Yakışıklı erkeklerin ve güzel kadınların ulaşacağı vakti ve kişiyi kendi belirlediği pembe, cıvık cıvık, abartısı kusturan salak şey.
Bırakılıp sonu beklediğimiz dünyada buna ulaşmamız elbette beklenemez. Gereksizlik ve saçmalık dolu bir zaman yığınının bitmesi için vakit dolduruyoruz işte. Anlamsızlığa mahkum edilmişiz. Aşk, seks, başarı, heyecan, mutluluk neyimize ki ?
Hayatın anlamı.
Aşk koşulsuz güvenmektir. Evinin anahtarından yaptırıp vermesidir bazen…. Burası senin de evin istediğin zaman gel git denmesi baya güzel bir güven göstergesi bence.

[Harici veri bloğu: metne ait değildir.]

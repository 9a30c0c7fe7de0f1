//! # Currency Table Configuration
//!
//! Builds a [`CurrencyRegistry`] from a TOML currency table.
//!
//! ## Configuration Sources
//! ```text
//! ┌─────────────────────────────────────────────────────────────────────────┐
//! │                    Configuration Priority                               │
//! │                                                                         │
//! │  1. Explicit path passed to RegistryConfig::load (highest priority)    │
//! │                                                                         │
//! │  2. Environment Variable                                               │
//! │     COINAGE_CURRENCIES=/etc/coinage/currencies.toml                    │
//! │                                                                         │
//! │  3. Default Values (lowest priority)                                   │
//! │     Built-in currency set, no extra currencies                         │
//! └─────────────────────────────────────────────────────────────────────────┘
//! ```
//!
//! ## Configuration File Format
//! ```toml
//! # currencies.toml
//! include_defaults = true
//!
//! [[currencies]]
//! code = "OMR"
//! name = "Omani Rial"
//! decimal_places = 3
//!
//! [[currencies]]
//! code = "XBT"
//! name = "Bitcoin"
//! decimal_places = 8
//! ```

use std::collections::HashSet;
use std::path::PathBuf;

use serde::Deserialize;
use tracing::{debug, info};

use crate::currency::{Currency, MAX_DECIMAL_PLACES};
use crate::error::{MoneyError, MoneyResult};
use crate::registry::CurrencyRegistry;

/// Environment variable naming the currency table file.
pub const CONFIG_ENV_VAR: &str = "COINAGE_CURRENCIES";

// =============================================================================
// Currency Definition
// =============================================================================

/// One `[[currencies]]` entry.
#[derive(Debug, Clone, PartialEq, Eq, Deserialize)]
pub struct CurrencyDef {
    /// Short code, e.g. "OMR". Must not contain whitespace.
    pub code: String,

    /// Display name.
    #[serde(default)]
    pub name: String,

    /// Minor-unit digits. Default: 0
    #[serde(default)]
    pub decimal_places: u32,
}

// =============================================================================
// Registry Configuration
// =============================================================================

/// Complete currency table.
#[derive(Debug, Clone, Deserialize)]
pub struct RegistryConfig {
    /// Start from the built-in currency set.
    #[serde(default = "default_true")]
    pub include_defaults: bool,

    /// Additional currencies.
    #[serde(default)]
    pub currencies: Vec<CurrencyDef>,
}

fn default_true() -> bool {
    true
}

impl Default for RegistryConfig {
    fn default() -> Self {
        RegistryConfig {
            include_defaults: default_true(),
            currencies: Vec::new(),
        }
    }
}

impl RegistryConfig {
    /// Parses and validates a TOML currency table.
    pub fn from_toml_str(contents: &str) -> MoneyResult<Self> {
        let config: RegistryConfig = toml::from_str(contents)?;
        config.validate()?;
        Ok(config)
    }

    /// Loads the currency table from `config_path`, falling back to the
    /// `COINAGE_CURRENCIES` environment variable. A missing file yields
    /// the defaults.
    pub fn load(config_path: Option<PathBuf>) -> MoneyResult<Self> {
        let path = config_path.or_else(|| std::env::var_os(CONFIG_ENV_VAR).map(PathBuf::from));

        match path {
            Some(path) if path.exists() => {
                info!(?path, "Loading currency table from file");
                let contents = std::fs::read_to_string(&path)?;
                Self::from_toml_str(&contents)
            }
            Some(path) => {
                debug!(?path, "Currency table not found, using defaults");
                Ok(Self::default())
            }
            None => Ok(Self::default()),
        }
    }

    /// Validates the currency table.
    pub fn validate(&self) -> MoneyResult<()> {
        let mut seen = HashSet::new();
        for def in &self.currencies {
            if def.code.is_empty() {
                return Err(MoneyError::InvalidConfig(
                    "currency code must not be empty".into(),
                ));
            }
            if def.code.chars().any(char::is_whitespace) {
                return Err(MoneyError::InvalidConfig(format!(
                    "currency code '{}' must not contain whitespace",
                    def.code
                )));
            }
            if def.decimal_places > MAX_DECIMAL_PLACES {
                return Err(MoneyError::InvalidConfig(format!(
                    "{} has {} decimal places, maximum is {}",
                    def.code, def.decimal_places, MAX_DECIMAL_PLACES
                )));
            }
            if !seen.insert(def.code.as_str()) {
                return Err(MoneyError::DuplicateCurrency(def.code.clone()));
            }
        }
        Ok(())
    }

    /// Builds the registry described by this table.
    pub fn into_registry(self) -> MoneyResult<CurrencyRegistry> {
        self.validate()?;

        let mut registry = if self.include_defaults {
            CurrencyRegistry::with_defaults()
        } else {
            CurrencyRegistry::new()
        };
        for def in self.currencies {
            registry.register(Currency::new(def.code, def.name, def.decimal_places))?;
        }

        info!(currencies = registry.len(), "Currency registry ready");
        Ok(registry)
    }
}
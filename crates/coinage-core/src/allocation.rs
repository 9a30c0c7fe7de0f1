//! Splitting a money value into shares without losing a minor unit.
//!
//! Uses the Largest Remainder Method:
//! 1. Give each share `floor(|amount| * ratio / total_ratio)`
//! 2. Count the leftover minor units (always fewer than the share count)
//! 3. Hand one leftover unit each to the shares with the largest
//!    remainders, earlier shares winning ties
//! 4. Put the original sign back on every share
//!
//! The shares always sum exactly to the original amount.

use num_bigint::BigInt;
use num_traits::{Signed, ToPrimitive, Zero};

use crate::error::{MoneyError, MoneyResult};
use crate::money::Money;

impl Money {
    /// Splits this value in proportion to `ratios`.
    ///
    /// # Example
    ///
    /// ```
    /// use std::sync::Arc;
    /// use coinage_core::{Currency, Money};
    ///
    /// let usd = Arc::new(Currency::new("USD", "US Dollar", 2));
    /// let bill = Money::new(&usd, 5);
    ///
    /// // 70/30 of 5 cents = 3.5 / 1.5 -> [4, 1]
    /// let shares = bill.allocate(&[70, 30]).unwrap();
    /// assert_eq!(shares, vec![Money::new(&usd, 4), Money::new(&usd, 1)]);
    /// ```
    pub fn allocate(&self, ratios: &[u32]) -> MoneyResult<Vec<Money>> {
        if ratios.is_empty() {
            return Err(invalid("no ratios given"));
        }
        let total: BigInt = ratios.iter().map(|&r| BigInt::from(r)).sum();
        if total.is_zero() {
            return Err(invalid("ratios sum to zero"));
        }

        let magnitude = self.amount().abs();
        let mut shares = Vec::with_capacity(ratios.len());
        let mut remainders = Vec::with_capacity(ratios.len());
        for (index, &ratio) in ratios.iter().enumerate() {
            let exact = &magnitude * ratio;
            shares.push(&exact / &total);
            remainders.push((index, exact % &total));
        }

        let allocated: BigInt = shares.iter().sum();
        let leftover = (&magnitude - allocated)
            .to_usize()
            .ok_or_else(|| invalid("leftover exceeds share count"))?;

        // Stable sort keeps input order among equal remainders
        remainders.sort_by(|a, b| b.1.cmp(&a.1));
        for (index, _) in remainders.iter().take(leftover) {
            shares[*index] += 1u32;
        }

        let negative = self.is_negative();
        Ok(shares
            .into_iter()
            .map(|share| Money::new(self.currency(), if negative { -share } else { share }))
            .collect())
    }

    /// Splits this value into `parts` equal shares; the first
    /// `amount % parts` shares carry one extra minor unit.
    ///
    /// # Example
    ///
    /// ```
    /// use std::sync::Arc;
    /// use coinage_core::{Currency, Money};
    ///
    /// let usd = Arc::new(Currency::new("USD", "US Dollar", 2));
    /// let shares = Money::new(&usd, 10000).allocate_equal(3).unwrap();
    /// let rendered: Vec<String> = shares.iter().map(|m| m.to_string()).collect();
    /// assert_eq!(rendered, ["USD 33.34", "USD 33.33", "USD 33.33"]);
    /// ```
    pub fn allocate_equal(&self, parts: usize) -> MoneyResult<Vec<Money>> {
        if parts == 0 {
            return Err(invalid("cannot split into zero parts"));
        }
        self.allocate(&vec![1; parts])
    }
}

fn invalid(reason: &str) -> MoneyError {
    MoneyError::InvalidAllocation {
        reason: reason.to_string(),
    }
}
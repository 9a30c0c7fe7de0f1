//! # Currency Module
//!
//! Immutable currency descriptors.
//!
//! A [`Currency`] names a currency and fixes how many minor-unit digits it
//! has. The derived `scale` (10^decimal_places) converts whole units to
//! minor units:
//!
//! ```text
//! ┌──────────┬────────────────────┬────────────────┬──────────┐
//! │  code    │  name              │ decimal_places │  scale   │
//! ├──────────┼────────────────────┼────────────────┼──────────┤
//! │  JPY     │  Japanese Yen      │       0        │      1   │
//! │  USD     │  US Dollar         │       2        │    100   │
//! │  BHD     │  Bahraini Dinar    │       3        │   1000   │
//! └──────────┴────────────────────┴────────────────┴──────────┘
//! ```
//!
//! Currencies are shared as `Arc<Currency>`. Two money values are only
//! compatible when they hold the *same* `Arc`, so two descriptors that
//! happen to share a code are still different currencies.

use std::fmt;
use std::sync::Arc;

use num_bigint::BigInt;
use once_cell::sync::Lazy;

/// Code of the placeholder currency.
pub const UNKNOWN_CODE: &str = "NUL";

/// Largest decimal-place count a registry or currency table accepts.
pub const MAX_DECIMAL_PLACES: u32 = 18;

static UNKNOWN: Lazy<Arc<Currency>> =
    Lazy::new(|| Arc::new(Currency::new(UNKNOWN_CODE, "Unknown currency", 0)));

/// Describes a currency: its code, display name and minor-unit digits.
///
/// ## Example
/// ```rust
/// use coinage_core::Currency;
/// use num_bigint::BigInt;
///
/// let bhd = Currency::new("BHD", "Bahraini Dinar", 3);
/// assert_eq!(bhd.code(), "BHD");
/// assert_eq!(bhd.scale(), &BigInt::from(1000));
/// ```
#[derive(Debug)]
pub struct Currency {
    code: String,
    name: String,
    decimal_places: u32,
    scale: BigInt,
}

impl Currency {
    /// Creates a currency descriptor. The scale is derived here and never
    /// set independently.
    ///
    /// `decimal_places` is not capped here; [`CurrencyRegistry::register`]
    /// rejects anything above [`MAX_DECIMAL_PLACES`].
    ///
    /// [`CurrencyRegistry::register`]: crate::registry::CurrencyRegistry::register
    pub fn new(code: impl Into<String>, name: impl Into<String>, decimal_places: u32) -> Self {
        Currency {
            code: code.into(),
            name: name.into(),
            decimal_places,
            scale: BigInt::from(10u32).pow(decimal_places),
        }
    }

    /// Returns the shared placeholder currency (`NUL`, 0 decimal places).
    ///
    /// Every call returns a handle to the same instance.
    pub fn unknown() -> Arc<Currency> {
        Arc::clone(&UNKNOWN)
    }

    /// Returns true when both handles point at the same currency instance.
    #[inline]
    pub fn same(a: &Arc<Currency>, b: &Arc<Currency>) -> bool {
        Arc::ptr_eq(a, b)
    }

    #[inline]
    pub fn code(&self) -> &str {
        &self.code
    }

    #[inline]
    pub fn name(&self) -> &str {
        &self.name
    }

    #[inline]
    pub fn decimal_places(&self) -> u32 {
        self.decimal_places
    }

    /// Minor units per whole unit.
    #[inline]
    pub fn scale(&self) -> &BigInt {
        &self.scale
    }
}

impl fmt::Display for Currency {
    fn fmt(&self, f: &mut fmt::Formatter<'_>) -> fmt::Result {
        f.write_str(&self.code)
    }
}

// =============================================================================
// Unit Tests
// =============================================================================
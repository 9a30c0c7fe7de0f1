//! # Money Module
//!
//! Provides the `Money` type for handling monetary values safely.
//!
//! ## Why Integer Minor Units?
//! ```text
//! ┌─────────────────────────────────────────────────────────────────────────┐
//! │  THE FLOATING POINT PROBLEM                                             │
//! │                                                                         │
//! │  In floating point:                                                     │
//! │    0.1 + 0.2 = 0.30000000000000004  ❌ WRONG!                           │
//! │                                                                         │
//! │  OUR SOLUTION: Unbounded Integer Minor Units                            │
//! │    USD 98.76      → 9876 cents                                          │
//! │    BHD 20241.223  → 20241223 fils                                       │
//! │    No fixed width, so large sums and products never overflow            │
//! │                                                                         │
//! │  THE MIXING PROBLEM                                                     │
//! │    USD 10.00 + BHD 10.000 = ???     ❌ REJECTED (CurrencyMismatch)      │
//! │                                                                         │
//! └─────────────────────────────────────────────────────────────────────────┘
//! ```
//!
//! ## Usage
//! ```rust
//! use std::sync::Arc;
//! use coinage_core::{Currency, Money};
//!
//! let usd = Arc::new(Currency::new("USD", "US Dollar", 2));
//!
//! let price = Money::from_string(&usd, "10.99").unwrap();
//! let total = price.add(&Money::new(&usd, 500)).unwrap();
//! assert_eq!(total.to_string(), "USD 15.99");
//! ```

use std::cmp::Ordering;
use std::fmt;
use std::ops::{Mul, Neg};
use std::sync::Arc;

use num_bigint::BigInt;
use num_traits::{One, Signed, Zero};
use tracing::debug;

use crate::currency::Currency;
use crate::error::{MoneyError, MoneyResult};

// =============================================================================
// Sign
// =============================================================================

/// Sign of a money amount, independent of its currency.
#[derive(Debug, Clone, Copy, PartialEq, Eq, Hash)]
pub enum Sign {
    Negative,
    Zero,
    Positive,
}

// =============================================================================
// Money Type
// =============================================================================

/// An amount in the minor units of one currency.
///
/// ## Design Decisions
/// - **BigInt amount**: no upper or lower bound, negative values allowed
/// - **Arc<Currency>**: shared descriptor; compatibility is `Arc::ptr_eq`
/// - **Immutable**: every operation returns a new value
///
/// ## Compatibility Check
/// ```text
/// ┌─────────────────────────────────────────────────────────────────────────┐
/// │  a.add(&b) / a.compare(&b) / a.less_than(&b) ...                        │
/// │       │                                                                 │
/// │       ▼                                                                 │
/// │  same Arc<Currency>? ── no ──► Err(CurrencyMismatch { left, right })    │
/// │       │ yes                                                             │
/// │       ▼                                                                 │
/// │  integer operation on minor units                                       │
/// └─────────────────────────────────────────────────────────────────────────┘
/// ```
///
/// `PartialEq` never fails: values in different currencies are simply not
/// equal. There is deliberately no `PartialOrd`; ordering goes through the
/// checked comparison methods.
#[derive(Debug, Clone)]
pub struct Money {
    currency: Arc<Currency>,
    amount: BigInt,
}

impl Money {
    /// Creates a Money value from an amount already in minor units.
    ///
    /// No validation is performed.
    ///
    /// ## Example
    /// ```rust
    /// use std::sync::Arc;
    /// use coinage_core::{Currency, Money};
    /// use num_bigint::BigInt;
    ///
    /// let usd = Arc::new(Currency::new("USD", "US Dollar", 2));
    /// let price = Money::new(&usd, 1099); // USD 10.99
    /// assert_eq!(price.amount(), &BigInt::from(1099));
    /// ```
    pub fn new(currency: &Arc<Currency>, amount: impl Into<BigInt>) -> Self {
        Money {
            currency: Arc::clone(currency),
            amount: amount.into(),
        }
    }

    /// Returns zero in the given currency.
    pub fn zero(currency: &Arc<Currency>) -> Self {
        Money::new(currency, BigInt::zero())
    }

    /// Parses an unsigned decimal string such as `"9_876.50"`.
    ///
    /// ## Rules
    /// - `_` is removed anywhere before parsing
    /// - At most one `.`; both sides must be ASCII digits only (no signs)
    /// - Missing fractional digits are padded with zeros
    /// - Extra fractional digits are accepted only if they are all zeros
    /// - An empty whole or fractional part counts as zero, so `""` and
    ///   `"."` both parse to zero
    ///
    /// ## Example
    /// ```rust
    /// use std::sync::Arc;
    /// use coinage_core::{Currency, Money};
    /// use num_bigint::BigInt;
    ///
    /// let usd = Arc::new(Currency::new("USD", "US Dollar", 2));
    ///
    /// let m = Money::from_string(&usd, "9_876.500").unwrap();
    /// assert_eq!(m.amount(), &BigInt::from(987650));
    ///
    /// assert!(Money::from_string(&usd, "98.765").is_err());
    /// assert!(Money::from_string(&usd, "$500").is_err());
    /// ```
    pub fn from_string(currency: &Arc<Currency>, text: &str) -> MoneyResult<Self> {
        let reject = || {
            debug!(currency = %currency.code(), input = %text, "Rejected money amount");
            MoneyError::format(currency.code(), text)
        };

        let cleaned: String = text.chars().filter(|&c| c != '_').collect();
        let (whole, fraction) = cleaned.split_once('.').unwrap_or((cleaned.as_str(), ""));

        if !is_ascii_digits(whole) || !is_ascii_digits(fraction) {
            return Err(reject());
        }

        let places = currency.decimal_places() as usize;
        let fraction = if fraction.len() > places {
            // Only trailing zeros may sit past the currency's precision
            if fraction.trim_end_matches('0').len() > places {
                return Err(reject());
            }
            &fraction[..places]
        } else {
            fraction
        };
        let fraction = format!("{:0<width$}", fraction, width = places);

        let whole = parse_digits(whole).ok_or_else(reject)?;
        let fraction = parse_digits(&fraction).ok_or_else(reject)?;

        Ok(Money::new(currency, whole * currency.scale() + fraction))
    }

    #[inline]
    pub fn currency(&self) -> &Arc<Currency> {
        &self.currency
    }

    /// Returns the amount in minor units.
    #[inline]
    pub fn amount(&self) -> &BigInt {
        &self.amount
    }

    #[inline]
    pub fn is_zero(&self) -> bool {
        self.amount.is_zero()
    }

    #[inline]
    pub fn is_positive(&self) -> bool {
        self.amount.is_positive()
    }

    #[inline]
    pub fn is_negative(&self) -> bool {
        self.amount.is_negative()
    }

    // =========================================================================
    // Comparison
    // =========================================================================

    /// Fails unless both values hold the same currency instance.
    fn ensure_compatible(&self, other: &Money) -> MoneyResult<()> {
        if Currency::same(&self.currency, &other.currency) {
            return Ok(());
        }
        debug!(
            left = %self.currency.code(),
            right = %other.currency.code(),
            "Currency mismatch"
        );
        Err(MoneyError::mismatch(
            self.currency.code(),
            other.currency.code(),
        ))
    }

    /// Orders two values of the same currency.
    ///
    /// ## Example
    /// ```rust
    /// use std::cmp::Ordering;
    /// use std::sync::Arc;
    /// use coinage_core::{Currency, Money};
    ///
    /// let usd = Arc::new(Currency::new("USD", "US Dollar", 2));
    /// let bhd = Arc::new(Currency::new("BHD", "Bahraini Dinar", 3));
    ///
    /// let a = Money::new(&usd, 100);
    /// assert_eq!(a.compare(&Money::new(&usd, 200)).unwrap(), Ordering::Less);
    /// assert!(a.compare(&Money::new(&bhd, 100)).is_err());
    /// ```
    pub fn compare(&self, other: &Money) -> MoneyResult<Ordering> {
        self.ensure_compatible(other)?;
        Ok(self.amount.cmp(&other.amount))
    }

    pub fn equals(&self, other: &Money) -> MoneyResult<bool> {
        Ok(self.compare(other)? == Ordering::Equal)
    }

    pub fn not_equals(&self, other: &Money) -> MoneyResult<bool> {
        Ok(self.compare(other)? != Ordering::Equal)
    }

    pub fn less_than(&self, other: &Money) -> MoneyResult<bool> {
        Ok(self.compare(other)? == Ordering::Less)
    }

    pub fn less_or_equal(&self, other: &Money) -> MoneyResult<bool> {
        Ok(self.compare(other)? != Ordering::Greater)
    }

    pub fn greater_than(&self, other: &Money) -> MoneyResult<bool> {
        Ok(self.compare(other)? == Ordering::Greater)
    }

    pub fn greater_or_equal(&self, other: &Money) -> MoneyResult<bool> {
        Ok(self.compare(other)? != Ordering::Less)
    }

    // =========================================================================
    // Sign
    // =========================================================================

    pub fn sign(&self) -> Sign {
        match self.amount.cmp(&BigInt::zero()) {
            Ordering::Less => Sign::Negative,
            Ordering::Equal => Sign::Zero,
            Ordering::Greater => Sign::Positive,
        }
    }

    pub fn negate(&self) -> Money {
        Money {
            currency: Arc::clone(&self.currency),
            amount: -&self.amount,
        }
    }

    pub fn absolute_value(&self) -> Money {
        if self.is_negative() {
            self.negate()
        } else {
            self.clone()
        }
    }

    // =========================================================================
    // Arithmetic
    // =========================================================================

    pub fn add(&self, other: &Money) -> MoneyResult<Money> {
        self.ensure_compatible(other)?;
        Ok(Money {
            currency: Arc::clone(&self.currency),
            amount: &self.amount + &other.amount,
        })
    }

    pub fn subtract(&self, other: &Money) -> MoneyResult<Money> {
        self.ensure_compatible(other)?;
        Ok(Money {
            currency: Arc::clone(&self.currency),
            amount: &self.amount - &other.amount,
        })
    }

    /// Multiplies by a dimensionless integer. Never fails.
    ///
    /// ## Example
    /// ```rust
    /// use std::sync::Arc;
    /// use coinage_core::{Currency, Money};
    ///
    /// let usd = Arc::new(Currency::new("USD", "US Dollar", 2));
    /// let unit_price = Money::new(&usd, 299);
    /// assert_eq!(unit_price.multiply(3).to_string(), "USD 8.97");
    /// ```
    pub fn multiply(&self, factor: impl Into<BigInt>) -> Money {
        let factor: BigInt = factor.into();
        Money {
            currency: Arc::clone(&self.currency),
            amount: &self.amount * factor,
        }
    }

    /// Adds up a collection of values in one currency.
    ///
    /// An empty collection sums to zero in `currency`.
    ///
    /// ## Example
    /// ```rust
    /// use std::sync::Arc;
    /// use coinage_core::{Currency, Money};
    ///
    /// let usd = Arc::new(Currency::new("USD", "US Dollar", 2));
    /// let items = vec![Money::new(&usd, 150), Money::new(&usd, 250)];
    /// assert_eq!(Money::sum(&usd, &items).unwrap().to_string(), "USD 4.00");
    /// ```
    pub fn sum<'a, I>(currency: &Arc<Currency>, items: I) -> MoneyResult<Money>
    where
        I: IntoIterator<Item = &'a Money>,
    {
        let mut total = Money::zero(currency);
        for item in items {
            total = total.add(item)?;
        }
        Ok(total)
    }
}

fn is_ascii_digits(s: &str) -> bool {
    s.bytes().all(|b| b.is_ascii_digit())
}

/// Parses a digit-only string; an empty string is zero.
fn parse_digits(s: &str) -> Option<BigInt> {
    if s.is_empty() {
        return Some(BigInt::zero());
    }
    BigInt::parse_bytes(s.as_bytes(), 10)
}

// =============================================================================
// Trait Implementations
// =============================================================================

/// Renders `"<CODE> <whole>"` or `"<CODE> <whole>.<fraction>"`.
///
/// The sign is written once in front of the whole part, so `-50` cents
/// renders as `USD -0.50`.
impl fmt::Display for Money {
    fn fmt(&self, f: &mut fmt::Formatter<'_>) -> fmt::Result {
        let code = self.currency.code();
        let scale = self.currency.scale();
        if scale.is_one() {
            return write!(f, "{} {}", code, self.amount);
        }

        let sign = if self.amount.is_negative() { "-" } else { "" };
        let magnitude = self.amount.abs();
        let whole = &magnitude / scale;
        let fraction = &magnitude % scale;
        write!(
            f,
            "{} {}{}.{:0>width$}",
            code,
            sign,
            whole,
            fraction.to_string(),
            width = self.currency.decimal_places() as usize
        )
    }
}

impl PartialEq for Money {
    fn eq(&self, other: &Self) -> bool {
        Currency::same(&self.currency, &other.currency) && self.amount == other.amount
    }
}

impl Eq for Money {}

impl Neg for Money {
    type Output = Money;

    fn neg(self) -> Money {
        Money {
            currency: self.currency,
            amount: -self.amount,
        }
    }
}

impl Neg for &Money {
    type Output = Money;

    fn neg(self) -> Money {
        self.negate()
    }
}

/// Multiplication by i64 (for quantity calculations).
impl Mul<i64> for Money {
    type Output = Money;

    fn mul(self, qty: i64) -> Money {
        Money {
            currency: self.currency,
            amount: self.amount * qty,
        }
    }
}

impl Mul<&BigInt> for &Money {
    type Output = Money;

    fn mul(self, factor: &BigInt) -> Money {
        Money {
            currency: Arc::clone(&self.currency),
            amount: &self.amount * factor,
        }
    }
}

// =============================================================================
// Unit Tests
// =============================================================================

kavuşamamaktır. günümüzdeki adı şehvettir.
insanın ömründen ömür götüren, adalet kavramının uğramadığı ve sürekli kötülerin kazandığı sözde his ama bence içi boş bir kavram. her insanın kendi kafasında farklı aşk tarifleri olabilir. anladığım gerçek ise iyi olunca, sevince, düşününce ve yanında olduğunda kaybedip, onu başkasının kollarında görüyorsun. bu hayatta hep iyiler kazanır derler ya, tek emin olduğum şey iyilerin hep kazanacağı şeylerde aşk asla yok. kötü, sorumsuz ve sözde dediğim dedik olunca bir şeylere sahip olabiliyorsun. onun da sonunda ne oluyor şu anda görüyoruz.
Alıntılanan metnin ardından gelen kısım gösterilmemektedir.